Forum Moderators: Robert Charlton & goodroi
Many unethical webmasters and site owners are already creating thousands of TEMPLATED (ready to go) SKYSCRAPER sites fed by affiliate companies immense databases. These companies that have your website info within their databases feed your page snippets, without your permission, to vast numbers of the skyscraper sites. A carefully adjusted variant php based redirection script that causes a 302 redirect to your site, and included in the script an affiliate click checker, goes to work. What is very sneaky is the randomly generated meta refresh page that can only be detected via the use of a good header interrogation tool.
Googlebot and MSMBOT follow these php scripts to either an internal sub-domain containing the 302 redirect or serverside and “BANG” down goes your site if it has a pagerank below the offending site. Your index page is crippled because googlebot and msnbot now consider your home page at best a supplemental page of the offending site. The offending sites URL that contains your URL is indexed as belonging to the offending site. The offending site knows that google does not reveal all links pointing to your site, takes a couple of months to update, and thus an INURL:YOURSITE.COM will not be of much help to trace for a long time. Note that these scripts apply your URL mostly stripped or without the WWW. Making detection harder. This also causes googlebot to generate another URL listing for your site that can be seen as duplicate content. A 301 redirect resolves at least the short URL problem so aleviating google from deciding which of the two URL's of your site to index higher, more often the higher linked pagerank.

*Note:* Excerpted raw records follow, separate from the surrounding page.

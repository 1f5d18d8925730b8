//! Travel value index server.
//!
//! A web service that answers: "for a traveler from this country, which
//! destinations are currently cheap relative to their own historical norm?"
//! It combines exchange-rate and consumer-price-index series into real
//! (inflation-adjusted) exchange rates and ranks destinations by the ratio
//! of the current real rate to its long-run average.

pub mod cpi;
pub mod directory;
pub mod domain;
pub mod fx;
pub mod value;
pub mod web;
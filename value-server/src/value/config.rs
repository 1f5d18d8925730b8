//! Engine configuration.

/// Configuration parameters for index computation and ranking.
#[derive(Debug, Clone)]
pub struct ValueConfig {
    /// Historical comparison window in years, used when a request does not
    /// specify one.
    pub window_years: u32,

    /// Maximum number of candidate destinations evaluated concurrently
    /// during a ranking. Bounds the fan-out against the providers.
    pub batch_width: usize,
}

impl ValueConfig {
    /// Create a new configuration with the given parameters.
    pub fn new(window_years: u32, batch_width: usize) -> Self {
        Self {
            window_years,
            batch_width,
        }
    }
}

impl Default for ValueConfig {
    fn default() -> Self {
        Self {
            window_years: 20,
            batch_width: 20,
        }
    }
}

#[cfg(test)]
mod tests {
    use super::*;

    #[test]
    fn default_config() {
        let config = ValueConfig::default();
        assert_eq!(config.window_years, 20);
        assert_eq!(config.batch_width, 20);
    }

    #[test]
    fn custom_config() {
        let config = ValueConfig::new(10, 4);
        assert_eq!(config.window_years, 10);
        assert_eq!(config.batch_width, 4);
    }
}
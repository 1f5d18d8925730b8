//! World Bank CPI CSV loader.
//!
//! The World Bank export is wide-format, with a few metadata rows before
//! the header:
//!
//! ```text
//! Data Source,World Development Indicators,
//! Last Updated Date,2026-01-28,
//!
//! Country Name,Country Code,Indicator Name,Indicator Code,1960,1961,...
//! Australia,AUS,"Consumer price index (2010 = 100)",FP.CPI.TOTL,7.9,8.1,...
//! ```
//!
//! Empty cells mean the year is absent. Non-positive values are dropped
//! with a warning since CPI is positive by invariant.

use std::collections::BTreeMap;
use std::io::Read;
use std::path::Path;

use tracing::warn;

use crate::domain::CountryCode;

use super::store::CpiTable;

/// Errors from loading the World Bank CSV export.
#[derive(Debug, thiserror::Error)]
pub enum CpiLoadError {
    #[error("failed to read CPI csv: {0}")]
    Io(#[from] std::io::Error),

    #[error("failed to parse CPI csv: {0}")]
    Csv(#[from] csv::Error),

    #[error("CPI csv has no Country Code header row")]
    MissingHeader,

    #[error("CPI csv contains no usable rows")]
    Empty,
}

/// Load the CPI table from a World Bank CSV file on disk.
pub fn load_world_bank_csv(path: impl AsRef<Path>) -> Result<CpiTable, CpiLoadError> {
    let file = std::fs::File::open(path)?;
    parse_world_bank_csv(file)
}

/// Parse the CPI table from a World Bank CSV reader.
pub fn parse_world_bank_csv(reader: impl Read) -> Result<CpiTable, CpiLoadError> {
    let mut csv_reader = csv::ReaderBuilder::new()
        .flexible(true)
        .has_headers(false)
        .from_reader(reader);

    let mut records = csv_reader.records();

    // Scan past the metadata rows to the real header
    let mut year_columns: Vec<(usize, i32)> = Vec::new();
    let mut code_column = None;
    for record in records.by_ref() {
        let record = record?;
        if record.iter().any(|cell| cell.trim() == "Country Code") {
            for (column, cell) in record.iter().enumerate() {
                let cell = cell.trim();
                if cell == "Country Code" {
                    code_column = Some(column);
                } else if let Ok(year) = cell.parse::<i32>() {
                    year_columns.push((column, year));
                }
            }
            break;
        }
    }
    let Some(code_column) = code_column else {
        return Err(CpiLoadError::MissingHeader);
    };

    let mut table = CpiTable::new();
    for record in records {
        let record = record?;
        let Some(code_cell) = record.get(code_column) else {
            continue;
        };
        // Aggregate rows (regions, income groups) use non-country codes
        // like "EUU" too; anything parseable is kept and simply never
        // queried if it is not in the directory.
        let Ok(country) = CountryCode::parse_normalized(code_cell.trim()) else {
            continue;
        };

        let mut series = BTreeMap::new();
        for (column, year) in &year_columns {
            let Some(cell) = record.get(*column) else {
                continue;
            };
            let cell = cell.trim();
            if cell.is_empty() {
                continue;
            }
            let Ok(value) = cell.parse::<f64>() else {
                warn!(country = %country, year, cell, "unparsable CPI cell, skipping");
                continue;
            };
            if !(value.is_finite() && value > 0.0) {
                warn!(country = %country, year, value, "dropping non-positive CPI value");
                continue;
            }
            series.insert(*year, value);
        }

        if !series.is_empty() {
            table.insert(country, series);
        }
    }

    if table.is_empty() {
        return Err(CpiLoadError::Empty);
    }

    Ok(table)
}

#[cfg(test)]
mod tests {
    use super::*;

    fn country(s: &str) -> CountryCode {
        CountryCode::parse(s).unwrap()
    }

    const SAMPLE: &str = "\
Data Source,World Development Indicators,\n\
Last Updated Date,2026-01-28,\n\
,\n\
Country Name,Country Code,Indicator Name,Indicator Code,2020,2021,2022\n\
Australia,AUS,\"Consumer price index (2010 = 100)\",FP.CPI.TOTL,120.81,124.27,132.47\n\
Japan,JPN,\"Consumer price index (2010 = 100)\",FP.CPI.TOTL,,101.8,104.3\n";

    #[test]
    fn parses_world_bank_export() {
        let table = parse_world_bank_csv(SAMPLE.as_bytes()).unwrap();

        assert_eq!(table.len(), 2);
        assert_eq!(table[&country("AUS")][&2020], 120.81);
        assert_eq!(table[&country("AUS")][&2022], 132.47);
    }

    #[test]
    fn empty_cells_are_absent_years() {
        let table = parse_world_bank_csv(SAMPLE.as_bytes()).unwrap();
        assert!(!table[&country("JPN")].contains_key(&2020));
        assert_eq!(table[&country("JPN")][&2021], 101.8);
    }

    #[test]
    fn drops_non_positive_values() {
        let csv = "\
Country Name,Country Code,Indicator Name,Indicator Code,2020,2021\n\
Testland,TST,CPI,FP.CPI.TOTL,-3.0,99.0\n";
        let table = parse_world_bank_csv(csv.as_bytes()).unwrap();
        assert!(!table[&country("TST")].contains_key(&2020));
        assert_eq!(table[&country("TST")][&2021], 99.0);
    }

    #[test]
    fn missing_header_is_an_error() {
        let csv = "Data Source,World Development Indicators\nAustralia,AUS,120.81\n";
        assert!(matches!(
            parse_world_bank_csv(csv.as_bytes()),
            Err(CpiLoadError::MissingHeader)
        ));
    }

    #[test]
    fn rows_without_values_are_dropped() {
        let csv = "\
Country Name,Country Code,Indicator Name,Indicator Code,2020\n\
Australia,AUS,CPI,FP.CPI.TOTL,120.81\n\
Nowhere,NWH,CPI,FP.CPI.TOTL,\n";
        let table = parse_world_bank_csv(csv.as_bytes()).unwrap();
        assert_eq!(table.len(), 1);
        assert!(!table.contains_key(&country("NWH")));
    }

    #[test]
    fn loads_from_disk() {
        use std::io::Write;

        let mut file = tempfile::NamedTempFile::new().unwrap();
        write!(file, "{SAMPLE}").unwrap();

        let table = load_world_bank_csv(file.path()).unwrap();
        assert_eq!(table.len(), 2);
    }
}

Your only hope is that your pagerank is higher than the offending site. This alone is no guarantee because the offending site would have targeted many higher pagerank sites within its system on the off chance that it strips at least one of the targets. This is further applied by hundreds of other hidden 301 permanent redirects to pagerank 7 or above sites, again in the hope of stripping a high pagerank site. This would then empower their scripts to highjack more efficiently. Sadly supposedly ethical big name affiliates are involved in this scam, they know it is going on and google adwords is probably the main target of revenue. Though I am sure only google do not approve of their adsense program to be used in such manner.
Many such offending sites have no e-mail contact and hidden WHOIS and no telephone number. Even if you were to contact them, you will find in most cases that the owner or webmaster cannot remove your links at their site because the feeds are by affiliate databases.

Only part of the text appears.